In the season finale, "My Struggle IV", she contacts Mulder and Scully with information pertaining to their son, William, revealing that she is working from the inside to keep them safe. She later appears at the crime scene where William was last seen, and later takes The Smoking Man to Norfolk, Virginia where they have located him. Monica is then shot during a confrontation with Walter Skinner, dying from her wounds.

== Reception ==
The character of Monica Reyes has attracted mixed reviews from critics.
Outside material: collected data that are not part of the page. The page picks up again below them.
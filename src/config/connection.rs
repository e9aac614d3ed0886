use serde::{Deserialize, Serialize};
use std::path::{Path, PathBuf};
use std::time::Duration;

use crate::error::{RelayError, Result};

pub const DEFAULT_SOCKET_PATH: &str = "/tmp/nook.sock";
pub const DEFAULT_PORT: u16 = 4851;
pub const DEFAULT_TIMEOUT_SECS: u64 = 300;
pub const DEFAULT_SERVICE_TYPE: &str = "_nook._tcp";

pub const ENV_MODE: &str = "NOOK_MODE";
pub const ENV_SOCKET: &str = "NOOK_SOCKET";
pub const ENV_HOST: &str = "NOOK_HOST";
pub const ENV_PORT: &str = "NOOK_PORT";
pub const ENV_TOKEN: &str = "NOOK_TOKEN";
pub const ENV_TIMEOUT: &str = "NOOK_TIMEOUT";
pub const ENV_DEBUG: &str = "NOOK_DEBUG";
pub const ENV_DISCOVERY: &str = "NOOK_DISCOVERY";
pub const ENV_SERVICE: &str = "NOOK_SERVICE";

/// Which transports the relay may use.
#[derive(Debug, Clone, Copy, Default, PartialEq, Eq, Serialize, Deserialize)]
#[serde(rename_all = "lowercase")]
pub enum ConnectionMode {
    /// Unix socket when present, then TCP if trusted or a token is set.
    #[default]
    Auto,
    /// Unix socket only.
    Socket,
    /// TCP only.
    Tcp,
}

impl ConnectionMode {
    /// Parse a mode setting. Anything unrecognized selects `Auto`.
    pub fn from_setting(value: &str) -> Self {
        match value.trim().to_lowercase().as_str() {
            "socket" | "local" | "unix" => ConnectionMode::Socket,
            "tcp" | "remote" => ConnectionMode::Tcp,
            _ => ConnectionMode::Auto,
        }
    }
}

impl std::fmt::Display for ConnectionMode {
    fn fmt(&self, f: &mut std::fmt::Formatter<'_>) -> std::fmt::Result {
        match self {
            ConnectionMode::Auto => write!(f, "auto"),
            ConnectionMode::Socket => write!(f, "socket"),
            ConnectionMode::Tcp => write!(f, "tcp"),
        }
    }
}

/// Connection settings for one hook invocation. Loaded once, then read-only.
#[derive(Clone)]
pub struct RelayConfig {
    pub socket_path: PathBuf,

    /// Explicit TCP host. `None` means discover, then fall back to loopback.
    pub host: Option<String>,

    pub port: u16,

    /// Shared secret for the `AUTH` handshake.
    pub token: Option<String>,

    pub mode: ConnectionMode,

    /// Upper bound on a whole exchange, including the wait for a decision.
    pub response_timeout: Duration,

    pub debug: bool,

    /// Whether to try service discovery when no host is configured.
    pub discovery: bool,

    pub service_type: String,
}

impl Default for RelayConfig {
    fn default() -> Self {
        Self {
            socket_path: PathBuf::from(DEFAULT_SOCKET_PATH),
            host: None,
            port: DEFAULT_PORT,
            token: None,
            mode: ConnectionMode::Auto,
            response_timeout: Duration::from_secs(DEFAULT_TIMEOUT_SECS),
            debug: false,
            discovery: true,
            service_type: DEFAULT_SERVICE_TYPE.into(),
        }
    }
}

impl std::fmt::Debug for RelayConfig {
    fn fmt(&self, f: &mut std::fmt::Formatter<'_>) -> std::fmt::Result {
        f.debug_struct("RelayConfig")
            .field("socket_path", &self.socket_path)
            .field("host", &self.host)
            .field("port", &self.port)
            .field("token", &self.token.as_ref().map(|_| "<redacted>"))
            .field("mode", &self.mode)
            .field("response_timeout", &self.response_timeout)
            .field("debug", &self.debug)
            .field("discovery", &self.discovery)
            .field("service_type", &self.service_type)
            .finish()
    }
}

impl RelayConfig {
    /// Load from `~/.config/nook-relay/config.yml` and the process environment.
    pub fn load() -> Result<Self> {
        let path = super::dirs_global().join("config.yml");
        Self::load_with(&path, |key| std::env::var(key).ok())
    }

    /// Defaults, then the YAML file (if present), then `env` overrides.
    pub fn load_with<F>(file: &Path, env: F) -> Result<Self>
    where
        F: Fn(&str) -> Option<String>,
    {
        let mut config = Self::default();
        config.apply_file(FileConfig::load_from(file)?);
        config.apply_env(env)?;
        Ok(config)
    }

    fn apply_file(&mut self, file: FileConfig) {
        if let Some(mode) = file.mode {
            self.mode = ConnectionMode::from_setting(&mode);
        }
        if let Some(path) = file.socket_path {
            self.socket_path = path;
        }
        if let Some(host) = file.host.filter(|h| !h.is_empty()) {
            self.host = Some(host);
        }
        if let Some(port) = file.port {
            self.port = port;
        }
        if let Some(token) = file.token.filter(|t| !t.is_empty()) {
            self.token = Some(token);
        }
        if let Some(secs) = file.timeout_secs {
            self.response_timeout = Duration::from_secs(secs);
        }
        if let Some(debug) = file.debug {
            self.debug = debug;
        }
        if let Some(discovery) = file.discovery {
            self.discovery = discovery;
        }
        if let Some(service) = file.service_type {
            self.service_type = service;
        }
    }

    fn apply_env<F>(&mut self, env: F) -> Result<()>
    where
        F: Fn(&str) -> Option<String>,
    {
        // Empty variables count as unset.
        let get = |key: &str| env(key).filter(|v| !v.is_empty());

        if let Some(mode) = get(ENV_MODE) {
            self.mode = ConnectionMode::from_setting(&mode);
        }
        if let Some(path) = get(ENV_SOCKET) {
            self.socket_path = PathBuf::from(path);
        }
        if let Some(host) = get(ENV_HOST) {
            self.host = Some(host);
        }
        if let Some(port) = get(ENV_PORT) {
            self.port = parse_number(ENV_PORT, &port)?;
        }
        if let Some(token) = get(ENV_TOKEN) {
            self.token = Some(token);
        }
        if let Some(secs) = get(ENV_TIMEOUT) {
            self.response_timeout = Duration::from_secs(parse_number(ENV_TIMEOUT, &secs)?);
        }
        if let Some(debug) = get(ENV_DEBUG) {
            self.debug = parse_flag(&debug);
        }
        if let Some(discovery) = get(ENV_DISCOVERY) {
            self.discovery = parse_flag(&discovery);
        }
        if let Some(service) = get(ENV_SERVICE) {
            self.service_type = service;
        }
        Ok(())
    }
}

fn parse_number<T>(key: &'static str, value: &str) -> Result<T>
where
    T: std::str::FromStr,
    T::Err: std::fmt::Display,
{
    value
        .trim()
        .parse::<T>()
        .map_err(|e| RelayError::InvalidConfig {
            key,
            value: value.to_string(),
            reason: e.to_string(),
        })
}

fn parse_flag(value: &str) -> bool {
    matches!(
        value.trim().to_lowercase().as_str(),
        "1" | "true" | "yes" | "on"
    )
}

/// On-disk form of the config. Every key is optional.
#[derive(Debug, Clone, Default, Serialize, Deserialize)]
#[serde(default)]
pub struct FileConfig {
    pub mode: Option<String>,
    pub socket_path: Option<PathBuf>,
    pub host: Option<String>,
    pub port: Option<u16>,
    pub token: Option<String>,
    pub timeout_secs: Option<u64>,
    pub debug: Option<bool>,
    pub discovery: Option<bool>,
    pub service_type: Option<String>,
}

impl FileConfig {
    /// Load from a YAML file. Returns default if file doesn't exist.
    pub fn load_from(path: &Path) -> Result<Self> {
        if !path.exists() {
            return Ok(Self::default());
        }
        let contents = std::fs::read_to_string(path)?;
        if contents.trim().is_empty() {
            return Ok(Self::default());
        }
        serde_yaml::from_str(&contents).map_err(|e| RelayError::ConfigParse {
            path: path.to_path_buf(),
            reason: e.to_string(),
        })
    }
}

#[cfg(test)]
mod tests {
    use super::*;
    use std::collections::HashMap;
    use tempfile::TempDir;

    fn env_of(pairs: &[(&str, &str)]) -> impl Fn(&str) -> Option<String> {
        let map: HashMap<String, String> = pairs
            .iter()
            .map(|(k, v)| (k.to_string(), v.to_string()))
            .collect();
        move |key: &str| map.get(key).cloned()
    }

    #[test]
    fn test_defaults_without_file_or_env() {
        let tmp = TempDir::new().unwrap();
        let config = RelayConfig::load_with(&tmp.path().join("missing.yml"), env_of(&[])).unwrap();

        assert_eq!(config.mode, ConnectionMode::Auto);
        assert_eq!(config.socket_path, PathBuf::from(DEFAULT_SOCKET_PATH));
        assert_eq!(config.port, 4851);
        assert_eq!(config.response_timeout, Duration::from_secs(300));
        assert!(config.host.is_none());
        assert!(config.token.is_none());
        assert!(!config.debug);
        assert!(config.discovery);
    }

    #[test]
    fn test_env_overrides() {
        let tmp = TempDir::new().unwrap();
        let config = RelayConfig::load_with(
            &tmp.path().join("missing.yml"),
            env_of(&[
                ("NOOK_MODE", "tcp"),
                ("NOOK_HOST", "100.101.102.103"),
                ("NOOK_PORT", "9000"),
                ("NOOK_TOKEN", "s3cret"),
                ("NOOK_TIMEOUT", "12"),
                ("NOOK_DEBUG", "1"),
                ("NOOK_SOCKET", "/run/nook.sock"),
            ]),
        )
        .unwrap();

        assert_eq!(config.mode, ConnectionMode::Tcp);
        assert_eq!(config.host.as_deref(), Some("100.101.102.103"));
        assert_eq!(config.port, 9000);
        assert_eq!(config.token.as_deref(), Some("s3cret"));
        assert_eq!(config.response_timeout, Duration::from_secs(12));
        assert!(config.debug);
        assert_eq!(config.socket_path, PathBuf::from("/run/nook.sock"));
    }

    #[test]
    fn test_empty_env_values_are_unset() {
        let tmp = TempDir::new().unwrap();
        let config = RelayConfig::load_with(
            &tmp.path().join("missing.yml"),
            env_of(&[("NOOK_HOST", ""), ("NOOK_TOKEN", ""), ("NOOK_PORT", "")]),
        )
        .unwrap();

        assert!(config.host.is_none());
        assert!(config.token.is_none());
        assert_eq!(config.port, DEFAULT_PORT);
    }

    #[test]
    fn test_invalid_port_is_error() {
        let tmp = TempDir::new().unwrap();
        let err = RelayConfig::load_with(
            &tmp.path().join("missing.yml"),
            env_of(&[("NOOK_PORT", "not-a-port")]),
        )
        .unwrap_err();
        assert!(matches!(err, RelayError::InvalidConfig { key: "NOOK_PORT", .. }));
    }

    #[test]
    fn test_file_then_env_precedence() {
        let tmp = TempDir::new().unwrap();
        let path = tmp.path().join("config.yml");
        std::fs::write(
            &path,
            "mode: socket\nhost: 192.168.1.20\nport: 5000\ntoken: from-file\ndiscovery: false\n",
        )
        .unwrap();

        let config = RelayConfig::load_with(&path, env_of(&[("NOOK_PORT", "6000")])).unwrap();

        assert_eq!(config.mode, ConnectionMode::Socket);
        assert_eq!(config.host.as_deref(), Some("192.168.1.20"));
        assert_eq!(config.port, 6000);
        assert_eq!(config.token.as_deref(), Some("from-file"));
        assert!(!config.discovery);
    }

    #[test]
    fn test_malformed_file_is_parse_error() {
        let tmp = TempDir::new().unwrap();
        let path = tmp.path().join("config.yml");
        std::fs::write(&path, "port: [1, 2\n").unwrap();

        let err = RelayConfig::load_with(&path, env_of(&[])).unwrap_err();
        assert!(matches!(err, RelayError::ConfigParse { .. }));
    }

    #[test]
    fn test_mode_aliases() {
        assert_eq!(ConnectionMode::from_setting("socket"), ConnectionMode::Socket);
        assert_eq!(ConnectionMode::from_setting("LOCAL"), ConnectionMode::Socket);
        assert_eq!(ConnectionMode::from_setting("tcp"), ConnectionMode::Tcp);
        assert_eq!(ConnectionMode::from_setting("remote"), ConnectionMode::Tcp);
        assert_eq!(ConnectionMode::from_setting("auto"), ConnectionMode::Auto);
        assert_eq!(ConnectionMode::from_setting("bogus"), ConnectionMode::Auto);
    }

    #[test]
    fn test_debug_output_redacts_token() {
        let config = RelayConfig {
            token: Some("hunter2".into()),
            ..Default::default()
        };
        let rendered = format!("{config:?}");
        assert!(!rendered.contains("hunter2"));
        assert!(rendered.contains("<redacted>"));
    }
}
Gish's portrayal of the character has been described by Entertainment Weeklys Ken Tucker as "ferocious yet lissome". Robert Shearman and Lars Pearson, in their book Wanting to Believe: A Critical Guide to The X-Files, Millennium & The Lone Gunmen, felt that Reyes' introduction in "This Is Not Happening" was "rather forced", finding her upbeat personality at odds with the tone of the series at that time; Shearman and Pearson also felt that the overall use of the character in season nine was "lazy", with her willingness to believe in anything compromising the tension of episodes such as "4-D" or "Hellbound". However, Shearman considered the character's appearance in "Empedocles" to be "very clever", while Gish's acting in "4-D" was described as "stand out". Writing for The New York Times, Joyce Millman described Reyes and her partner Doggett as "the Diet Coke of Mulder and Scully", referring to their secondary standing. Fellow New York Times writer Caryn James felt that Reyes and Doggett were "colorless", and "a shadow" of their predecessors, noting that "where Scully and Mulder's muted sexual attraction linked them to reality, Doggett and Reyes's chemistry was nonexistent, even as platonic partners".